A família de Augusto Rohde, de Hundskpof, Kreis Dramburg, Pomerânia, havia trazido junto um pequeno livrinho de meditações que estava em conexão com as folhas dominicais, e hinários.
No ano de 1860, a comunidade escolheu o velho moinho de Augusto Pötter para a realização dos primeiros cultos. Augusto Pötter, natural de Sorenbohn, havia inicialmente sido instalado na Linha Teutônia, mas o local não lhe havia agradado muito.
O colono Johann Schneider havia construído um pequeno moinho na Teutônia, e Augusto também desejava se dedicar ao mesmo ramo.
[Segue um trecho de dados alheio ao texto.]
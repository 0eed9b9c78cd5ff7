use sbm_core::RngHandle;
use sbm_graph::gen_erdos_renyi;
use sbm_mcmc::{sweep, SweepOpts};
use sbm_state::{BlockState, BlockStateOpts, EntropyArgs};

fn er_state(seed: u64, n: usize, blocks: usize) -> BlockState {
    let mut rng = RngHandle::from_seed(seed);
    let graph = gen_erdos_renyi(n, 0.12, false, &mut rng).unwrap();
    let b: Vec<usize> = (0..n).map(|_| rng.below(blocks)).collect();
    BlockState::new(graph, b, BlockStateOpts::default()).unwrap()
}

#[test]
fn acceptance_ratios_are_coherent() {
    // Manual Metropolis-Hastings over many proposals: the acceptance
    // probability built from the virtual delta and the exact forward and
    // reverse proposal probabilities must always be a valid probability,
    // and the accumulated accepted deltas must track the true entropy.
    let mut state = er_state(50, 50, 5);
    let ea = EntropyArgs {
        adjacency: true,
        exact: true,
        multigraph: true,
        partition_dl: true,
        edges_dl: true,
        ..EntropyArgs::none()
    };
    let (c, d) = (1.0, 0.01);
    let mut rng = RngHandle::from_seed(51);
    let start = state.entropy(&ea).unwrap();
    let mut accumulated = 0.0;
    for step in 0..10_000 {
        let v = rng.below(50);
        let r = state.block_of(v);
        let s = state.sample_block(v, c, d, &mut rng);
        if s == r {
            continue;
        }
        let ds = state.virtual_move(v, r, s, &ea);
        if !ds.is_finite() {
            continue;
        }
        let forward = state.get_move_prob(v, r, s, c, d, false);
        let reverse = state.get_move_prob(v, r, s, c, d, true);
        assert!(forward.is_finite(), "step {step}: forward prob underflow");
        assert!(reverse.is_finite(), "step {step}: reverse prob underflow");
        let acceptance = (-ds + reverse - forward).exp().min(1.0);
        assert!((0.0..=1.0).contains(&acceptance), "step {step}: {acceptance}");
        if rng.uniform_f64() < acceptance {
            state.move_vertex(v, s).unwrap();
            accumulated += ds;
        }
    }
    let end = state.entropy(&ea).unwrap();
    assert!(
        (end - start - accumulated).abs() < 1e-6 * end.abs().max(1.0),
        "accumulated {accumulated} vs entropy change {}",
        end - start
    );
    assert!(state.check_edge_counts());
    assert!(state.check_node_counts());
}

#[test]
fn sweeps_descend_on_planted_structure() {
    // Two planted communities joined sparsely, swept from the planted
    // partition.
    let mut rng = RngHandle::from_seed(60);
    let n = 40;
    let b: Vec<usize> = (0..n).map(|v| usize::from(v >= n / 2)).collect();
    let graph = sbm_graph::gen_planted_partition(&b, 0.25, 0.02, false, &mut rng).unwrap();
    let mut state = BlockState::new(graph, b, BlockStateOpts::default()).unwrap();
    let ea = EntropyArgs {
        adjacency: true,
        exact: true,
        multigraph: true,
        partition_dl: true,
        edges_dl: true,
        ..EntropyArgs::none()
    };
    let opts = SweepOpts {
        c: 0.5,
        d: 0.01,
        beta: 5.0,
        niter: 10,
        entropy_args: ea,
    };
    let before = state.entropy(&ea).unwrap();
    let result = sweep(&mut state, &opts, &mut rng).unwrap();
    let after = state.entropy(&ea).unwrap();
    assert!(result.proposed > 0);
    assert!((after - before - result.delta_s).abs() < 1e-6 * after.abs().max(1.0));
    assert!(state.check_edge_counts());
    assert!(state.check_node_counts());
}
Assim solicitou ao Barão voa Kahlden um lote colonial na Picada Morro Pelado.
Sua terra atravessava o Arroio Grande e como não existia uma queda d'água teve que utilizar cavalos para mover a roda que moia os grãos.
Augusto havia chegado a colônia em primeiro de novembro de 1857, juntamente com sua esposa Carolina Pötter, com apenas 27 anos de idade e seu filho Francisco com 7 anos e uma filhinha recém nascida. Augusto contava com 31 anos quando chegou ao Brasil.
Em Sorenbohn havia aprendido a construir moinhos com seu pai que permaneceu na Pomerânia e passou a se dedicar à atividade.
Augusto casou novamente com na Colônia Santo Ângelo com Sophia Gehrke, natural de Lubow, Neustettin, Pomerânia.